* EXERCISE REQUIREMENTS *
Please copy each line from the entries that contains the string "processing".

[DATASET EXCERPTS Boundary: Start]

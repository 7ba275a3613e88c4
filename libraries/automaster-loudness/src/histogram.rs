//! Fixed-resolution loudness histogram
//!
//! Completed blocks are folded into 0.1 LU bins between the absolute gate
//! and +20 LUFS. Each bin keeps its block count and the exact sum of the
//! blocks' energies, so gated means are exact except for the bin that
//! straddles a relative threshold. Memory is fixed at construction and
//! nothing allocates while measuring.

use crate::{energy_to_lufs, ABSOLUTE_GATE_LUFS, LUFS_FLOOR};

const BIN_WIDTH_LU: f64 = 0.1;
const MAX_LUFS: f64 = 20.0;
const BINS: usize = ((MAX_LUFS - ABSOLUTE_GATE_LUFS) / BIN_WIDTH_LU) as usize;

#[derive(Debug, Clone)]
pub(crate) struct LoudnessHistogram {
    counts: Box<[u64]>,
    energies: Box<[f64]>,
    total: u64,
}

impl LoudnessHistogram {
    pub(crate) fn new() -> Self {
        Self {
            counts: vec![0; BINS].into_boxed_slice(),
            energies: vec![0.0; BINS].into_boxed_slice(),
            total: 0,
        }
    }

    fn bin_of(lufs: f64) -> usize {
        (((lufs - ABSOLUTE_GATE_LUFS) / BIN_WIDTH_LU).floor().max(0.0) as usize).min(BINS - 1)
    }

    fn bin_center(bin: usize) -> f64 {
        ABSOLUTE_GATE_LUFS + (bin as f64 + 0.5) * BIN_WIDTH_LU
    }

    /// Record a block; blocks below the absolute gate are dropped
    pub(crate) fn add(&mut self, energy: f64, lufs: f64) {
        if lufs.is_nan() || lufs <= ABSOLUTE_GATE_LUFS {
            return;
        }
        let bin = Self::bin_of(lufs);
        self.counts[bin] += 1;
        self.energies[bin] += energy;
        self.total += 1;
    }

    /// Number of blocks above the absolute gate
    pub(crate) fn len(&self) -> u64 {
        self.total
    }

    /// Mean energy of the blocks at or above `threshold_lufs`
    pub(crate) fn mean_energy_from(&self, threshold_lufs: f64) -> Option<f64> {
        let start = Self::bin_of(threshold_lufs);
        let (count, energy) = self.counts[start..]
            .iter()
            .zip(&self.energies[start..])
            .fold((0u64, 0.0f64), |(n, e), (&c, &x)| (n + c, e + x));
        (count > 0).then(|| energy / count as f64)
    }

    /// Two-stage gated loudness: absolute gate, then `relative_gate_lu` below
    /// the absolute-gated mean
    ///
    /// Returns the gate threshold and the loudness of the blocks that pass it.
    pub(crate) fn gated_loudness(&self, relative_gate_lu: f64) -> Option<(f64, f64)> {
        let ungated = self.mean_energy_from(ABSOLUTE_GATE_LUFS)?;
        let threshold = energy_to_lufs(ungated) + relative_gate_lu;
        let gated = self.mean_energy_from(threshold).unwrap_or(ungated);
        Some((threshold, energy_to_lufs(gated)))
    }

    /// Loudness at the `p`-th fraction (0..=1) of blocks at or above `threshold_lufs`
    pub(crate) fn percentile_from(&self, threshold_lufs: f64, p: f64) -> f64 {
        let start = Self::bin_of(threshold_lufs);
        let count: u64 = self.counts[start..].iter().sum();
        if count == 0 {
            return LUFS_FLOOR;
        }
        let rank = ((count - 1) as f64 * p.clamp(0.0, 1.0)).round() as u64;
        let mut seen = 0;
        for (offset, &c) in self.counts[start..].iter().enumerate() {
            seen += c;
            if seen > rank {
                return Self::bin_center(start + offset);
            }
        }
        Self::bin_center(BINS - 1)
    }

    pub(crate) fn reset(&mut self) {
        self.counts.fill(0);
        self.energies.fill(0.0);
        self.total = 0;
    }
}

#[cfg(test)]
mod tests {
    use super::*;
    use crate::lufs_to_energy;

    fn add_lufs(hist: &mut LoudnessHistogram, lufs: f64, times: usize) {
        for _ in 0..times {
            hist.add(lufs_to_energy(lufs), lufs);
        }
    }

    #[test]
    fn blocks_below_absolute_gate_are_dropped() {
        let mut hist = LoudnessHistogram::new();
        add_lufs(&mut hist, -80.0, 10);
        hist.add(0.0, LUFS_FLOOR);
        assert_eq!(hist.len(), 0);
        assert!(hist.gated_loudness(-10.0).is_none());
    }

    #[test]
    fn block_exactly_at_absolute_gate_is_dropped() {
        let mut hist = LoudnessHistogram::new();
        add_lufs(&mut hist, ABSOLUTE_GATE_LUFS, 10);
        assert_eq!(hist.len(), 0);

        add_lufs(&mut hist, ABSOLUTE_GATE_LUFS + 0.01, 1);
        assert_eq!(hist.len(), 1);
    }

    #[test]
    fn gated_mean_is_exact_for_a_single_level() {
        let mut hist = LoudnessHistogram::new();
        add_lufs(&mut hist, -23.04, 50);
        let (_, lufs) = hist.gated_loudness(-10.0).unwrap();
        assert!((lufs - -23.04).abs() < 1e-9);
    }

    #[test]
    fn relative_gate_excludes_quiet_blocks() {
        let mut hist = LoudnessHistogram::new();
        add_lufs(&mut hist, -20.0, 100);
        add_lufs(&mut hist, -45.0, 100);
        let (threshold, lufs) = hist.gated_loudness(-10.0).unwrap();
        // Ungated mean is about -23 LUFS, so the gate sits near -33 LUFS
        assert!((threshold - -33.0).abs() < 0.1);
        assert!((lufs - -20.0).abs() < 1e-9);
    }

    #[test]
    fn percentiles_walk_the_bins() {
        let mut hist = LoudnessHistogram::new();
        for i in 0..100 {
            let lufs = -30.0 + f64::from(i) * 0.1;
            hist.add(lufs_to_energy(lufs), lufs);
        }
        let p10 = hist.percentile_from(ABSOLUTE_GATE_LUFS, 0.10);
        let p95 = hist.percentile_from(ABSOLUTE_GATE_LUFS, 0.95);
        assert!((p10 - -29.0).abs() < 0.2, "p10 = {p10}");
        assert!((p95 - -20.6).abs() < 0.2, "p95 = {p95}");
    }
}
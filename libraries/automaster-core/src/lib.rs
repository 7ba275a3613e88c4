//! Automaster Core
//!
//! Platform-agnostic building blocks shared by the Automaster loudness,
//! dynamics and engine crates.
//!
//! # Architecture
//!
//! The core crate defines:
//! - **Audio Types**: `SampleRate`, `AudioFormat`, `AudioBuffer`
//! - **Analysis Windows**: `SampleWindow` and `EnergyHistory` for gated energy measurement
//! - **Filters**: an inspectable f64 `Biquad` with RBJ/BS.1770 coefficient designs
//! - **Level Helpers**: dB/linear conversion and input sanitizing
//! - **Error Handling**: `ConfigError` for rejected settings
//!
//! # Example
//!
//! ```rust
//! use automaster_core::window::SampleWindow;
//!
//! // 100 ms hops at 48 kHz
//! let mut window = SampleWindow::from_duration(48_000, 0.1);
//! let mut completed = None;
//! for _ in 0..4_800 {
//!     completed = window.push(0.5).or(completed);
//! }
//! assert_eq!(completed, Some(0.25));
//! ```

#![forbid(unsafe_code)]
#![warn(missing_docs)]

pub mod biquad;
pub mod error;
pub mod level;
pub mod sanitize;
pub mod types;
pub mod window;

#[cfg(feature = "test-utils")]
pub mod test_utils;

pub use biquad::{Biquad, BiquadCoefficients};
pub use error::{ConfigError, Result};
pub use level::{db_to_linear, linear_to_db, power_to_db};
pub use sanitize::sanitize_in_place;
pub use types::{AudioBuffer, AudioFormat, SampleRate};
pub use window::{EnergyHistory, SampleWindow};

/// Maximum number of channels any processor preallocates for
pub const MAX_CHANNELS: usize = 8;

/// Supported sample rate range in Hz
pub const MIN_SAMPLE_RATE: u32 = 8_000;
/// Supported sample rate range in Hz
pub const MAX_SAMPLE_RATE: u32 = 384_000;

/// Check a sample rate / channel count pair against the supported ranges
pub fn validate_stream(sample_rate: u32, channels: usize) -> Result<()> {
    if !(MIN_SAMPLE_RATE..=MAX_SAMPLE_RATE).contains(&sample_rate) {
        return Err(ConfigError::InvalidSampleRate(sample_rate));
    }
    if channels == 0 || channels > MAX_CHANNELS {
        return Err(ConfigError::InvalidChannelCount(channels));
    }
    Ok(())
}
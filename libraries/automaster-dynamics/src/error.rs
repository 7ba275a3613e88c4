/// Error types for band splitting and dynamics processing
use automaster_core::ConfigError;
use thiserror::Error;

/// Result type alias using `DynamicsError`
pub type Result<T> = std::result::Result<T, DynamicsError>;

/// Errors that can occur while configuring the multiband processor
#[derive(Error, Debug, Clone, PartialEq)]
pub enum DynamicsError {
    /// A setting was rejected
    #[error(transparent)]
    Config(#[from] ConfigError),

    /// Band index outside the current layout
    #[error("Band index {index} out of range ({count} bands)")]
    BandIndex { index: usize, count: usize },
}
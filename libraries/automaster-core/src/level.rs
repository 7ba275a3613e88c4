//! Level conversion helpers

/// Convert decibels to linear amplitude
#[inline]
pub fn db_to_linear(db: f64) -> f64 {
    10.0_f64.powf(db / 20.0)
}

/// Convert linear amplitude to decibels
///
/// Zero (or negative) amplitude maps to negative infinity.
#[inline]
pub fn linear_to_db(linear: f64) -> f64 {
    if linear > 0.0 {
        20.0 * linear.log10()
    } else {
        f64::NEG_INFINITY
    }
}

/// Convert a power (mean square) to decibels
#[inline]
pub fn power_to_db(power: f64) -> f64 {
    if power > 0.0 {
        10.0 * power.log10()
    } else {
        f64::NEG_INFINITY
    }
}

#[cfg(test)]
mod tests {
    use super::*;
    use proptest::prelude::*;

    #[test]
    fn known_values() {
        assert!((db_to_linear(-6.0) - 0.501187).abs() < 1e-6);
        assert!((linear_to_db(0.5) + 6.0206).abs() < 1e-4);
        assert!((power_to_db(0.5) + 3.0103).abs() < 1e-4);
        assert_eq!(linear_to_db(0.0), f64::NEG_INFINITY);
        assert_eq!(power_to_db(-1.0), f64::NEG_INFINITY);
    }

    proptest! {
        #[test]
        fn db_linear_inverse(db in -120.0f64..24.0) {
            prop_assert!((linear_to_db(db_to_linear(db)) - db).abs() < 1e-9);
        }
    }
}
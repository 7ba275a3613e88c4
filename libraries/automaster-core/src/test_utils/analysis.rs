//! Simple measurements for verifying processed audio

/// RMS level of all samples
pub fn calculate_rms(samples: &[f32]) -> f64 {
    if samples.is_empty() {
        return 0.0;
    }
    let sum_squares: f64 = samples.iter().map(|&s| f64::from(s) * f64::from(s)).sum();
    (sum_squares / samples.len() as f64).sqrt()
}

/// Absolute maximum sample value
pub fn calculate_peak(samples: &[f32]) -> f64 {
    samples
        .iter()
        .map(|s| f64::from(s.abs()))
        .fold(0.0, f64::max)
}

/// Total energy (sum of squares)
pub fn energy(samples: &[f32]) -> f64 {
    samples.iter().map(|&s| f64::from(s) * f64::from(s)).sum()
}

/// Extract one channel from interleaved samples
pub fn channel(samples: &[f32], channels: usize, index: usize) -> Vec<f32> {
    samples
        .chunks_exact(channels)
        .map(|frame| frame[index])
        .collect()
}

#[cfg(test)]
mod tests {
    use super::*;

    #[test]
    fn rms_of_full_scale_square() {
        let samples = [1.0, -1.0, 1.0, -1.0];
        assert!((calculate_rms(&samples) - 1.0).abs() < 1e-12);
        assert_eq!(calculate_peak(&samples), 1.0);
        assert_eq!(energy(&samples), 4.0);
    }

    #[test]
    fn channel_extraction() {
        let samples = [1.0, 2.0, 3.0, 4.0];
        assert_eq!(channel(&samples, 2, 1), vec![2.0, 4.0]);
    }
}
//! Automaster Dynamics
//!
//! Multiband dynamics for the mastering chain:
//! - **Band splitting**: Linkwitz-Riley 24 dB/oct crossovers with all-pass
//!   phase compensation, so the bands sum back to flat magnitude
//! - **Per-band compression**: feed-forward soft-knee compressor with a peak
//!   detector and attack/release gain smoothing
//! - **Multiband processing**: split, compress each band, sum
//!
//! # Example
//!
//! ```rust
//! use automaster_dynamics::{DynamicsSettings, MultibandCompressor, DEFAULT_CROSSOVERS};
//!
//! let settings = [DynamicsSettings::gentle(); DEFAULT_CROSSOVERS.len() + 1];
//! let mut processor =
//!     MultibandCompressor::new(48_000, 2, &DEFAULT_CROSSOVERS, &settings).unwrap();
//!
//! let mut samples = vec![0.0f32; 960];
//! processor.process_interleaved(&mut samples);
//! assert_eq!(processor.gain_reduction_db(0), 0.0);
//! ```

#![forbid(unsafe_code)]
#![warn(missing_docs)]

mod compressor;
mod error;
mod multiband;
mod settings;
mod splitter;

pub use compressor::{gain_reduction, output_level, BandCompressor, CompressorState};
pub use error::{DynamicsError, Result};
pub use multiband::{band_name, Band, MultibandCompressor};
pub use settings::DynamicsSettings;
pub use splitter::{validate_crossovers, BandSplitter, MIN_BANDS, MIN_CROSSOVER_HZ};

/// Maximum number of bands
pub const MAX_BANDS: usize = 8;

/// Default crossover frequencies in Hz (seven bands)
pub const DEFAULT_CROSSOVERS: [f64; 6] = [80.0, 200.0, 600.0, 2_000.0, 6_000.0, 12_000.0];
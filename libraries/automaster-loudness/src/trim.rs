//! Target-loudness trim
//!
//! Computes the gain that moves the measured integrated loudness onto the
//! target and applies it with per-sample smoothing, so trim changes between
//! metering updates never produce steps.

use crate::MAX_TRIM_DB;
use automaster_core::{db_to_linear, ConfigError};

const SMOOTHING_SECONDS: f64 = 0.2;

/// Loudness trim toward a target
///
/// # Example
///
/// ```
/// use automaster_loudness::TargetTrim;
///
/// let mut trim = TargetTrim::new(48_000, -14.0)?;
/// trim.update(-20.0);
/// assert!((trim.target_gain_db() - 6.0).abs() < 1e-9);
/// # Ok::<(), automaster_core::ConfigError>(())
/// ```
#[derive(Debug, Clone)]
pub struct TargetTrim {
    target_lufs: f64,
    /// Fixed loudness from a prior analysis pass; replaces the live value
    reference_lufs: Option<f64>,
    target_gain_db: f64,
    target_linear: f64,
    current_linear: f64,
    smoothing: f64,
}

impl TargetTrim {
    /// Create a trim stage toward `target_lufs`
    pub fn new(sample_rate: u32, target_lufs: f64) -> Result<Self, ConfigError> {
        validate_target(target_lufs)?;
        Ok(Self {
            target_lufs,
            reference_lufs: None,
            target_gain_db: 0.0,
            target_linear: 1.0,
            current_linear: 1.0,
            smoothing: 1.0 - (-1.0 / (SMOOTHING_SECONDS * f64::from(sample_rate))).exp(),
        })
    }

    /// Change the target loudness
    pub fn set_target(&mut self, target_lufs: f64) -> Result<(), ConfigError> {
        validate_target(target_lufs)?;
        self.target_lufs = target_lufs;
        Ok(())
    }

    /// Target loudness in LUFS
    pub fn target_lufs(&self) -> f64 {
        self.target_lufs
    }

    /// Use a fixed measured loudness instead of the live integrated value
    pub fn set_reference(&mut self, reference_lufs: Option<f64>) {
        self.reference_lufs = reference_lufs.filter(|l| l.is_finite());
    }

    /// Fixed reference loudness, if any
    pub fn reference_lufs(&self) -> Option<f64> {
        self.reference_lufs
    }

    /// Gain (dB) that maps `measured_lufs` onto the target
    ///
    /// Clamped to +-20 dB; 0 dB while the measurement is at the floor.
    pub fn gain_for(&self, measured_lufs: f64) -> f64 {
        let measured = self.reference_lufs.unwrap_or(measured_lufs);
        if measured.is_finite() {
            (self.target_lufs - measured).clamp(-MAX_TRIM_DB, MAX_TRIM_DB)
        } else {
            0.0
        }
    }

    /// Recompute the target gain from the latest integrated loudness
    pub fn update(&mut self, integrated_lufs: f64) {
        let gain_db = self.gain_for(integrated_lufs);
        if (gain_db - self.target_gain_db).abs() > 1e-9 {
            self.target_gain_db = gain_db;
            self.target_linear = db_to_linear(gain_db);
        }
    }

    /// Advance one sample and return the smoothed linear gain
    #[inline]
    pub fn next_gain(&mut self) -> f32 {
        self.current_linear += (self.target_linear - self.current_linear) * self.smoothing;
        self.current_linear as f32
    }

    /// Gain the trim is moving toward (dB)
    pub fn target_gain_db(&self) -> f64 {
        self.target_gain_db
    }

    /// Gain currently applied (dB)
    pub fn current_gain_db(&self) -> f64 {
        20.0 * self.current_linear.log10()
    }

    /// Drop the smoothing state and return to unity gain
    pub fn reset(&mut self) {
        self.target_gain_db = 0.0;
        self.target_linear = 1.0;
        self.current_linear = 1.0;
    }
}

/// Check a target loudness (finite, between -70 and 0 LUFS exclusive)
pub fn validate_target(target_lufs: f64) -> Result<(), ConfigError> {
    if target_lufs.is_finite() && target_lufs < 0.0 && target_lufs >= -70.0 {
        Ok(())
    } else {
        Err(ConfigError::InvalidTarget(target_lufs))
    }
}

#[cfg(test)]
mod tests {
    use super::*;
    use crate::LUFS_FLOOR;

    #[test]
    fn boost_toward_target() {
        let trim = TargetTrim::new(48_000, -14.0).unwrap();
        assert!((trim.gain_for(-20.0) - 6.0).abs() < 1e-12);
        assert!((trim.gain_for(-8.0) - -6.0).abs() < 1e-12);
    }

    #[test]
    fn trim_is_clamped() {
        let trim = TargetTrim::new(48_000, -14.0).unwrap();
        assert_eq!(trim.gain_for(-60.0), MAX_TRIM_DB);
        assert_eq!(trim.gain_for(20.0), -MAX_TRIM_DB);
    }

    #[test]
    fn floor_means_no_trim() {
        let mut trim = TargetTrim::new(48_000, -14.0).unwrap();
        trim.update(LUFS_FLOOR);
        assert_eq!(trim.target_gain_db(), 0.0);
        assert_eq!(trim.next_gain(), 1.0);
    }

    #[test]
    fn reference_overrides_live_measurement() {
        let mut trim = TargetTrim::new(48_000, -14.0).unwrap();
        trim.set_reference(Some(-18.0));
        trim.update(-30.0);
        assert!((trim.target_gain_db() - 4.0).abs() < 1e-12);

        trim.set_reference(Some(f64::NEG_INFINITY));
        assert_eq!(trim.reference_lufs(), None);
    }

    #[test]
    fn gain_is_smoothed() {
        let mut trim = TargetTrim::new(48_000, -14.0).unwrap();
        trim.update(-20.0);

        let first = trim.next_gain();
        assert!(first > 1.0 && first < 1.01);

        for _ in 0..48_000 * 2 {
            trim.next_gain();
        }
        assert!((trim.current_gain_db() - 6.0).abs() < 0.01);
    }

    #[test]
    fn invalid_targets_are_rejected() {
        assert!(TargetTrim::new(48_000, 0.0).is_err());
        assert!(TargetTrim::new(48_000, f64::NAN).is_err());
        let mut trim = TargetTrim::new(48_000, -14.0).unwrap();
        assert_eq!(trim.set_target(3.0), Err(ConfigError::InvalidTarget(3.0)));
        assert_eq!(trim.target_lufs(), -14.0);
    }
}
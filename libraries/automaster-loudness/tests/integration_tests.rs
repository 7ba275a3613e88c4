//! Integration tests for automaster-loudness
//!
//! Tests include:
//! - EBU Tech 3341 / 3342 style reference signals
//! - Property-based tests with proptest
//! - Cross-module checks (meter, true peak, trim, limiter)

use automaster_core::test_utils::{generate_sine, generate_sine_at_dbfs, generate_silence};
use automaster_loudness::{
    LoudnessAnalyzer, LoudnessMeter, TargetTrim, TruePeakDetector, TruePeakLimiter, LUFS_FLOOR,
};
use proptest::prelude::*;

const FS: u32 = 48_000;

// ========== Helper Functions ==========

/// Concatenate stereo 1 kHz segments of (dBFS, seconds)
fn stereo_program(segments: &[(f64, f64)]) -> Vec<f32> {
    segments
        .iter()
        .flat_map(|&(dbfs, secs)| generate_sine_at_dbfs(1_000.0, FS, secs, dbfs, 2))
        .collect()
}

fn analyze(samples: &[f32], channels: u32) -> automaster_loudness::LoudnessInfo {
    let mut analyzer = LoudnessAnalyzer::new(FS, channels).unwrap();
    analyzer.add_frames(samples).unwrap();
    analyzer.finalize().unwrap()
}

fn true_peak(samples: &[f32], channels: usize) -> f64 {
    let mut detector = TruePeakDetector::new(channels);
    detector.process(samples);
    detector.true_peak_dbtp()
}

// ========== Reference Signals ==========

#[test]
fn test_silence_reports_floor_everywhere() {
    let silence = generate_silence(FS, 5.0, 2);
    let mut meter = LoudnessMeter::new(FS, 2).unwrap();
    meter.add_frames(&silence).unwrap();

    assert_eq!(meter.integrated_lufs(), LUFS_FLOOR);
    assert_eq!(meter.momentary_lufs(), LUFS_FLOOR);
    assert_eq!(meter.short_term_lufs(), LUFS_FLOOR);
    assert_eq!(true_peak(&silence, 2), f64::NEG_INFINITY);
}

#[test]
fn test_full_scale_sine_true_peak_at_least_zero() {
    let tone = generate_sine(1_000.0, FS, 1.0, 1.0, 2);
    let peak = true_peak(&tone, 2);
    assert!(peak >= -0.001, "true peak {peak} dBTP");
}

#[test]
fn test_constant_sine_readings_agree() {
    let tone = generate_sine_at_dbfs(1_000.0, FS, 5.0, -20.0, 2);
    let mut meter = LoudnessMeter::new(FS, 2).unwrap();
    meter.add_frames(&tone).unwrap();

    let m = meter.momentary_lufs();
    let s = meter.short_term_lufs();
    let i = meter.integrated_lufs();
    assert!((m - s).abs() < 0.1, "momentary {m} short-term {s}");
    assert!((m - i).abs() < 0.1, "momentary {m} integrated {i}");
    assert!((i - -20.0).abs() < 0.1);
}

#[test]
fn test_single_channel_997hz_reads_minus_3_01() {
    let mono = generate_sine(997.0, FS, 5.0, 1.0, 1);
    // Left channel only
    let stereo: Vec<f32> = mono.iter().flat_map(|&s| [s, 0.0]).collect();
    let info = analyze(&stereo, 2);
    assert!((info.integrated_lufs - -3.01).abs() < 0.1, "{}", info.integrated_lufs);
}

#[test]
fn test_ebu_3341_case_1_and_2() {
    for level in [-23.0, -33.0] {
        let info = analyze(&stereo_program(&[(level, 20.0)]), 2);
        assert!(
            (info.integrated_lufs - level).abs() < 0.1,
            "expected {level}, got {}",
            info.integrated_lufs
        );
    }
}

#[test]
fn test_relative_gate_excludes_quiet_passages() {
    // EBU Tech 3341 case 3
    let program = stereo_program(&[(-36.0, 10.0), (-23.0, 60.0), (-36.0, 10.0)]);
    let info = analyze(&program, 2);
    assert!((info.integrated_lufs - -23.0).abs() < 0.1, "{}", info.integrated_lufs);
}

#[test]
fn test_absolute_gate_excludes_near_silence() {
    // EBU Tech 3341 case 4
    let program = stereo_program(&[
        (-72.0, 10.0),
        (-36.0, 10.0),
        (-23.0, 60.0),
        (-36.0, 10.0),
        (-72.0, 10.0),
    ]);
    let info = analyze(&program, 2);
    assert!((info.integrated_lufs - -23.0).abs() < 0.1, "{}", info.integrated_lufs);
}

#[test]
fn test_tone_followed_by_silence() {
    let mut program = stereo_program(&[(-20.0, 10.0)]);
    program.extend(generate_silence(FS, 10.0, 2));
    let info = analyze(&program, 2);
    assert!((info.integrated_lufs - -20.0).abs() < 0.1);
}

#[test]
fn test_loudness_range_two_levels() {
    // EBU Tech 3342 case 1
    let program = stereo_program(&[(-20.0, 20.0), (-30.0, 20.0)]);
    let info = analyze(&program, 2);
    assert!((info.loudness_range_lu - 10.0).abs() < 1.0, "LRA {}", info.loudness_range_lu);
}

#[test]
fn test_incremental_analysis_matches_single_pass() {
    let program = stereo_program(&[(-18.0, 6.0)]);

    let mut incremental = LoudnessAnalyzer::new(FS, 2).unwrap();
    for chunk in program.chunks(1_024) {
        incremental.add_frames(chunk).unwrap();
    }
    let a = incremental.finalize().unwrap();
    let b = analyze(&program, 2);
    assert_eq!(a, b);
}

// ========== Cross-Module ==========

#[test]
fn test_trim_from_measured_loudness() {
    let source = stereo_program(&[(-20.0, 5.0)]);
    let mut meter = LoudnessMeter::new(FS, 2).unwrap();
    meter.add_frames(&source).unwrap();

    let mut trim = TargetTrim::new(FS, -14.0).unwrap();
    trim.update(meter.integrated_lufs());
    assert!((trim.target_gain_db() - 6.0).abs() < 0.1);
}

#[test]
fn test_trim_then_limit_stays_under_ceiling() {
    // -10 dBFS program pushed up by 14 dB: peaks near +4 dBFS before limiting
    let mut samples = stereo_program(&[(-10.0, 3.0)]);
    let mut trim = TargetTrim::new(FS, -6.0).unwrap();
    trim.set_reference(Some(-20.0));
    trim.update(LUFS_FLOOR);

    let mut limiter = TruePeakLimiter::new(FS, 2);
    for frame in samples.chunks_exact_mut(2) {
        let gain = trim.next_gain();
        frame.iter_mut().for_each(|s| *s *= gain);
        limiter.process_frame(frame);
    }

    assert!(true_peak(&samples, 2) <= -1.0 + 0.05);
    assert!(limiter.gain_reduction_db() < -4.0);
}

// ========== Property-Based Tests ==========

proptest! {
    #![proptest_config(ProptestConfig::with_cases(16))]

    /// The limiter output never exceeds its ceiling (with interpolation tolerance)
    #[test]
    fn limiter_respects_ceiling(
        ceiling_db in -12.0_f64..-0.1,
        gain_db in 0.0_f64..12.0,
        frequency in 50.0_f64..8_000.0,
    ) {
        let mut limiter = TruePeakLimiter::new(FS, 2);
        limiter.set_ceiling_dbtp(ceiling_db).unwrap();

        let amplitude = 10.0_f64.powf((ceiling_db + gain_db) / 20.0).min(4.0);
        let mut samples = generate_sine(frequency, FS, 0.25, amplitude, 2);
        limiter.process(&mut samples);

        let peak = true_peak(&samples, 2);
        prop_assert!(peak <= ceiling_db + 0.1, "peak {} ceiling {}", peak, ceiling_db);
    }

    /// Loudness readings are finite or the floor, never NaN
    #[test]
    fn meter_readings_are_well_formed(
        amplitude in 0.0_f64..2.0,
        frequency in 20.0_f64..20_000.0,
    ) {
        let mut meter = LoudnessMeter::new(FS, 2).unwrap();
        meter.add_frames(&generate_sine(frequency, FS, 3.5, amplitude, 2)).unwrap();

        for value in [meter.momentary_lufs(), meter.short_term_lufs(), meter.integrated_lufs()] {
            prop_assert!(value.is_finite() || value == LUFS_FLOOR);
        }
        prop_assert!(meter.loudness_range_lu() >= 0.0);
    }

    /// Scaling the input by g dB moves integrated loudness by g LU
    #[test]
    fn integrated_loudness_tracks_gain(gain_db in -20.0_f64..0.0) {
        let reference = analyze(&stereo_program(&[(-6.0, 4.0)]), 2);
        let scaled = analyze(&stereo_program(&[(-6.0 + gain_db, 4.0)]), 2);
        prop_assert!((scaled.integrated_lufs - reference.integrated_lufs - gain_db).abs() < 0.05);
    }

    /// Analyzer accepts every supported sample rate
    #[test]
    fn analyzer_accepts_valid_sample_rates(sample_rate in 8_000u32..=384_000) {
        prop_assert!(LoudnessAnalyzer::new(sample_rate, 2).is_ok());
    }
}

[DATASET EXCERPTS Boundary: End]

* SOLVED PROBLEM *
/// Error types for band splitting and dynamics processing
//! - **Multiband processing**: split, compress each band, sum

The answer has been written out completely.